[Listed entries — start]
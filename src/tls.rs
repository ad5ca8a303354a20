//! TLS termination for client connections.

use std::path::Path;
use std::pin::Pin;
use std::sync::Arc;
use std::task::{Context, Poll};

use tokio::io::{self, AsyncRead, AsyncWrite, ReadBuf};
use tokio_rustls::rustls::ServerConfig;
use tokio_rustls::{server::TlsStream, TlsAcceptor};

#[derive(thiserror::Error, Debug)]
pub enum TlsError {
    #[error("io: {0}")]
    Io(#[from] std::io::Error),
    #[error("tls: {0}")]
    Tls(#[from] tokio_rustls::rustls::Error),
    #[error("{0}")]
    Pem(&'static str),
}

/// Server-side TLS built from PEM cert and key files.
#[derive(Clone, Debug)]
pub struct TlsTermination {
    config: Arc<ServerConfig>,
}

impl TlsTermination {
    pub async fn from_pem_files(
        cert: impl AsRef<Path>,
        key: impl AsRef<Path>,
    ) -> Result<Self, TlsError> {
        let cert_bytes = tokio::fs::read(cert).await?;
        let certs = rustls_pemfile::certs(&mut cert_bytes.as_slice())
            .collect::<Result<Vec<_>, _>>()?;
        if certs.is_empty() {
            return Err(TlsError::Pem("no certificates found in cert file"));
        }

        let key_bytes = tokio::fs::read(key).await?;
        let key = rustls_pemfile::private_key(&mut key_bytes.as_slice())?
            .ok_or(TlsError::Pem("no private key found in key file"))?;

        let config = ServerConfig::builder()
            .with_no_client_auth()
            .with_single_cert(certs, key)?;
        Ok(Self {
            config: Arc::new(config),
        })
    }

    pub async fn accept<C>(&self, conn: C) -> Result<TlsStream<C>, TlsError>
    where
        C: AsyncRead + AsyncWrite + Unpin,
    {
        Ok(TlsAcceptor::from(self.config.clone()).accept(conn).await?)
    }
}

/// A client connection, optionally upgraded to TLS after the SSLRequest
/// exchange.
pub enum Connection<C> {
    Plain(C),
    // Boxed for the size difference between the variants.
    Tls(Box<TlsStream<C>>),
}

impl<C> AsyncRead for Connection<C>
where
    C: AsyncRead + AsyncWrite + Unpin,
{
    fn poll_read(
        self: Pin<&mut Self>,
        cx: &mut Context,
        buf: &mut ReadBuf,
    ) -> Poll<io::Result<()>> {
        match self.get_mut() {
            Connection::Plain(inner) => Pin::new(inner).poll_read(cx, buf),
            Connection::Tls(inner) => Pin::new(inner).poll_read(cx, buf),
        }
    }
}

impl<C> AsyncWrite for Connection<C>
where
    C: AsyncRead + AsyncWrite + Unpin,
{
    fn poll_write(self: Pin<&mut Self>, cx: &mut Context, buf: &[u8]) -> Poll<io::Result<usize>> {
        match self.get_mut() {
            Connection::Plain(inner) => Pin::new(inner).poll_write(cx, buf),
            Connection::Tls(inner) => Pin::new(inner).poll_write(cx, buf),
        }
    }

    fn poll_flush(self: Pin<&mut Self>, cx: &mut Context) -> Poll<io::Result<()>> {
        match self.get_mut() {
            Connection::Plain(inner) => Pin::new(inner).poll_flush(cx),
            Connection::Tls(inner) => Pin::new(inner).poll_flush(cx),
        }
    }

    fn poll_shutdown(self: Pin<&mut Self>, cx: &mut Context) -> Poll<io::Result<()>> {
        match self.get_mut() {
            Connection::Plain(inner) => Pin::new(inner).poll_shutdown(cx),
            Connection::Tls(inner) => Pin::new(inner).poll_shutdown(cx),
        }
    }
}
[Listed entries — finish]
Task description: All of the material shown above should be written out exactly.

Response:
filename src/tls.rs
repository ad5ca8a303354a20
//! TLS termination for client connections.

use std::path::Path;
use std::pin::Pin;
use std::sync::Arc;
use std::task::{Context, Poll};

use tokio::io::{self, AsyncRead, AsyncWrite, ReadBuf};
use tokio_rustls::rustls::ServerConfig;
use tokio_rustls::{server::TlsStream, TlsAcceptor};

#[derive(thiserror::Error, Debug)]
pub enum TlsError {
    #[error("io: {0}")]
    Io(#[from] std::io::Error),
    #[error("tls: {0}")]
    Tls(#[from] tokio_rustls::rustls::Error),
    #[error("{0}")]
    Pem(&'static str),
}

/// Server-side TLS built from PEM cert and key files.
#[derive(Clone, Debug)]
pub struct TlsTermination {
    config: Arc<ServerConfig>,
}

impl TlsTermination {
    pub async fn from_pem_files(
        cert: impl AsRef<Path>,
        key: impl AsRef<Path>,
    ) -> Result<Self, TlsError> {
        let cert_bytes = tokio::fs::read(cert).await?;
        let certs = rustls_pemfile::certs(&mut cert_bytes.as_slice())
            .collect::<Result<Vec<_>, _>>()?;
        if certs.is_empty() {
            return Err(TlsError::Pem("no certificates found in cert file"));
        }

        let key_bytes = tokio::fs::read(key).await?;
        let key = rustls_pemfile::private_key(&mut key_bytes.as_slice())?
            .ok_or(TlsError::Pem("no private key found in key file"))?;

        let config = ServerConfig::builder()
            .with_no_client_auth()
            .with_single_cert(certs, key)?;
        Ok(Self {
            config: Arc::new(config),
        })
    }

    pub async fn accept<C>(&self, conn: C) -> Result<TlsStream<C>, TlsError>
    where
        C: AsyncRead + AsyncWrite + Unpin,
    {
        Ok(TlsAcceptor::from(self.config.clone()).accept(conn).await?)
    }
}

/// A client connection, optionally upgraded to TLS after the SSLRequest
/// exchange.
pub enum Connection<C> {
    Plain(C),
    // Boxed for the size difference between the variants.
    Tls(Box<TlsStream<C>>),
}

impl<C> AsyncRead for Connection<C>
where
    C: AsyncRead + AsyncWrite + Unpin,
{
    fn poll_read(
        self: Pin<&mut Self>,
        cx: &mut Context,
        buf: &mut ReadBuf,
    ) -> Poll<io::Result<()>> {
        match self.get_mut() {
            Connection::Plain(inner) => Pin::new(inner).poll_read(cx, buf),
            Connection::Tls(inner) => Pin::new(inner).poll_read(cx, buf),
        }
    }
}

impl<C> AsyncWrite for Connection<C>
where
    C: AsyncRead + AsyncWrite + Unpin,
{
    fn poll_write(self: Pin<&mut Self>, cx: &mut Context, buf: &[u8]) -> Poll<io::Result<usize>> {
        match self.get_mut() {
            Connection::Plain(inner) => Pin::new(inner).poll_write(cx, buf),
            Connection::Tls(inner) => Pin::new(inner).poll_write(cx, buf),
        }
    }

    fn poll_flush(self: Pin<&mut Self>, cx: &mut Context) -> Poll<io::Result<()>> {
        match self.get_mut() {
            Connection::Plain(inner) => Pin::new(inner).poll_flush(cx),
            Connection::Tls(inner) => Pin::new(inner).poll_flush(cx),
        }
    }

    fn poll_shutdown(self: Pin<&mut Self>, cx: &mut Context) -> Poll<io::Result<()>> {
        match self.get_mut() {
            Connection::Plain(inner) => Pin::new(inner).poll_shutdown(cx),
            Connection::Tls(inner) => Pin::new(inner).poll_shutdown(cx),
        }
    }
}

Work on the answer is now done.